> [Exercise] Could you return every line of the records below that contains the word "slug"?

> [Source data]
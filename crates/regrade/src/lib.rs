//! Postgres schema-evolution toolkit.
//!
//! `regrade` turns a pile of ad-hoc migration scripts into an ordered,
//! versioned pipeline:
//!
//! - Migrations are static [`Migration`] values with an `apply` function and
//!   an optional `revert`, registered with [`inventory`] and executed in
//!   version order by [`MigrationRunner`], which records applied versions in
//!   a ledger table.
//! - Structural changes go through existence guards ([`guard`]) so re-running
//!   an already-applied delta is a no-op rather than an error.
//! - Bulk data repair is expressed as pluggable [`backfill::MatchRule`]s,
//!   executed as single set-based statements that report how many rows were
//!   updated, how many have no candidate, and how many are ambiguous.
//! - Destructive changes (NOT NULL promotion, column/table drops) are gated
//!   behind [`finalize::Gate`]s and refuse to run while repair is incomplete.
//! - Per-tenant human-readable identifiers come from the [`slug`] allocator
//!   instead of a database trigger, so the probing logic is testable on its
//!   own.
//!
//! # Migrations
//!
//! Each migration lives in its own file and registers itself:
//!
//! ```ignore
//! async fn apply(ctx: &MigrationContext<'_>) -> regrade::Result<()> {
//!     ctx.execute("CREATE TABLE IF NOT EXISTS shop (id UUID PRIMARY KEY)")
//!         .await?;
//!     Ok(())
//! }
//!
//! regrade::register_migration! {
//!     version: "2024_10_01_000000",
//!     name: "create-shop",
//!     phase: Phase::Additive,
//!     apply: apply,
//! }
//! ```

use std::future::Future;
use std::pin::Pin;

pub mod backfill;
mod error;
pub mod finalize;
pub mod guard;
mod migrate;
pub mod slug;
pub mod verify;

pub use backfill::{BackfillOutcome, MatchRule, run_backfill};
pub use error::Error;
pub use finalize::Gate;
pub use migrate::{
    Migration, MigrationContext, MigrationRunner, MigrationStatus, Phase, RevertOptions,
};
pub use slug::{SlugScope, is_unique_violation, slugify};

// Re-export inventory so downstream crates don't need a direct dependency
// just to register migrations.
pub use inventory;

/// Quote a PostgreSQL identifier.
///
/// Always quotes identifiers to avoid issues with reserved keywords like
/// `user`, `order`, `table`, `group`, etc. Doubles any embedded quotes.
pub fn quote_ident(name: &str) -> String {
    format!("\"{}\"", name.replace('"', "\"\""))
}

/// Result type for regrade operations.
pub type Result<T> = std::result::Result<T, Error>;

/// Type alias for migration functions.
///
/// Migration functions are async functions that take a reference to a
/// [`MigrationContext`] and return `Result<()>`. The context wraps the
/// transaction the migration runs in.
pub type MigrationFn =
    for<'a> fn(&'a MigrationContext<'a>) -> Pin<Box<dyn Future<Output = Result<()>> + Send + 'a>>;

// Register Migration with inventory
inventory::collect!(Migration);

/// Register a migration with the global registry.
///
/// Wraps the async function in the boxing shim [`MigrationFn`] expects and
/// submits the [`Migration`] to inventory. `revert` and `revert_note` are
/// optional; a migration without `revert` is refused by
/// [`MigrationRunner::revert`], and one with a `revert_note` is refused
/// unless the operator explicitly accepts the data loss it describes.
#[macro_export]
macro_rules! register_migration {
    (
        version: $version:literal,
        name: $name:literal,
        phase: $phase:expr,
        apply: $apply:ident
        $(, revert: $revert:ident)?
        $(, revert_note: $note:literal)?
        $(,)?
    ) => {
        $crate::inventory::submit! {
            $crate::Migration {
                version: $version,
                name: $name,
                phase: $phase,
                apply: |ctx| Box::pin($apply(ctx)),
                revert: $crate::register_migration!(@revert $($revert)?),
                revert_note: $crate::register_migration!(@note $($note)?),
            }
        }
    };
    (@revert $revert:ident) => {
        Some(|ctx| Box::pin($revert(ctx)))
    };
    (@revert) => {
        None
    };
    (@note $note:literal) => {
        Some($note)
    };
    (@note) => {
        None
    };
}

#[cfg(test)]
mod tests {
    use super::*;

    #[test]
    fn test_quote_ident() {
        assert_eq!(quote_ident("order"), "\"order\"");
        assert_eq!(quote_ident("shop_products"), "\"shop_products\"");
        assert_eq!(quote_ident("we\"ird"), "\"we\"\"ird\"");
    }
}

> [Solved exercise]
//! - Per-tenant human-readable identifiers come from the [`slug`] allocator
pub mod slug;
pub use slug::{SlugScope, is_unique_violation, slugify};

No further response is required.